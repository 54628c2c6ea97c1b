use anyhow::{Context, Result};
use serde::{Deserialize, Serialize};
use std::fs;
use std::path::Path;

use crate::services::generation::{HttpGenerationConfig, SimulatedConfig};

#[derive(Debug, Serialize, Deserialize, Clone)]
pub struct Config {
    /// Folder the session records live in between steps (and between runs).
    #[serde(default = "default_session")]
    pub session_folder: String,

    /// Optional YAML file overriding the built-in avatar/voice catalogs.
    pub catalog_file: Option<String>,

    #[serde(default)]
    pub generation: GenerationConfig,

    #[serde(default)]
    pub preview: PreviewConfig,
}

#[derive(Debug, Serialize, Deserialize, Clone)]
pub struct GenerationConfig {
    #[serde(default = "default_generation_provider")]
    pub provider: String,

    pub simulated: Option<SimulatedConfig>,
    pub http: Option<HttpGenerationConfig>,
}

#[derive(Debug, Serialize, Deserialize, Clone)]
pub struct PreviewConfig {
    #[serde(default = "default_preview_enabled")]
    pub enabled: bool,
}

fn default_session() -> String {
    "session".to_string()
}
fn default_generation_provider() -> String {
    "simulated".to_string()
}
fn default_preview_enabled() -> bool {
    true
}

impl Default for Config {
    fn default() -> Self {
        Self {
            session_folder: default_session(),
            catalog_file: None,
            generation: GenerationConfig::default(),
            preview: PreviewConfig::default(),
        }
    }
}

impl Default for GenerationConfig {
    fn default() -> Self {
        Self {
            provider: default_generation_provider(),
            simulated: None,
            http: None,
        }
    }
}

impl Default for PreviewConfig {
    fn default() -> Self {
        Self {
            enabled: default_preview_enabled(),
        }
    }
}

impl Config {
    /// Loads `config.yml` from the working directory. The defaults cover the
    /// simulated backend, so a missing file is not an error.
    pub fn load_or_default() -> Result<Self> {
        let path = Path::new("config.yml");
        if !path.exists() {
            log::debug!("config.yml not found, using defaults");
            return Ok(Self::default());
        }

        let content = fs::read_to_string(path).context("Failed to read config.yml")?;
        let config: Config =
            serde_yaml_ng::from_str(&content).context("Failed to parse config.yml")?;
        Ok(config)
    }

    pub fn ensure_directories(&self) -> Result<()> {
        fs::create_dir_all(&self.session_folder)?;
        Ok(())
    }
}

Your instructions:
Look through the data above and return exactly the lines from the one that contains "(and between runs)." to the one that contains "pub fn load_or_default()", inclusive, with nothing else.

The answer:
    /// Folder the session records live in between steps (and between runs).
    #[serde(default = "default_session")]
    pub session_folder: String,

    /// Optional YAML file overriding the built-in avatar/voice catalogs.
    pub catalog_file: Option<String>,

    #[serde(default)]
    pub generation: GenerationConfig,

    #[serde(default)]
    pub preview: PreviewConfig,
}

#[derive(Debug, Serialize, Deserialize, Clone)]
pub struct GenerationConfig {
    #[serde(default = "default_generation_provider")]
    pub provider: String,

    pub simulated: Option<SimulatedConfig>,
    pub http: Option<HttpGenerationConfig>,
}

#[derive(Debug, Serialize, Deserialize, Clone)]
pub struct PreviewConfig {
    #[serde(default = "default_preview_enabled")]
    pub enabled: bool,
}

fn default_session() -> String {
    "session".to_string()
}
fn default_generation_provider() -> String {
    "simulated".to_string()
}
fn default_preview_enabled() -> bool {
    true
}

impl Default for Config {
    fn default() -> Self {
        Self {
            session_folder: default_session(),
            catalog_file: None,
            generation: GenerationConfig::default(),
            preview: PreviewConfig::default(),
        }
    }
}

impl Default for GenerationConfig {
    fn default() -> Self {
        Self {
            provider: default_generation_provider(),
            simulated: None,
            http: None,
        }
    }
}

impl Default for PreviewConfig {
    fn default() -> Self {
        Self {
            enabled: default_preview_enabled(),
        }
    }
}

impl Config {
    /// Loads `config.yml` from the working directory. The defaults cover the
    /// simulated backend, so a missing file is not an error.
    pub fn load_or_default() -> Result<Self> {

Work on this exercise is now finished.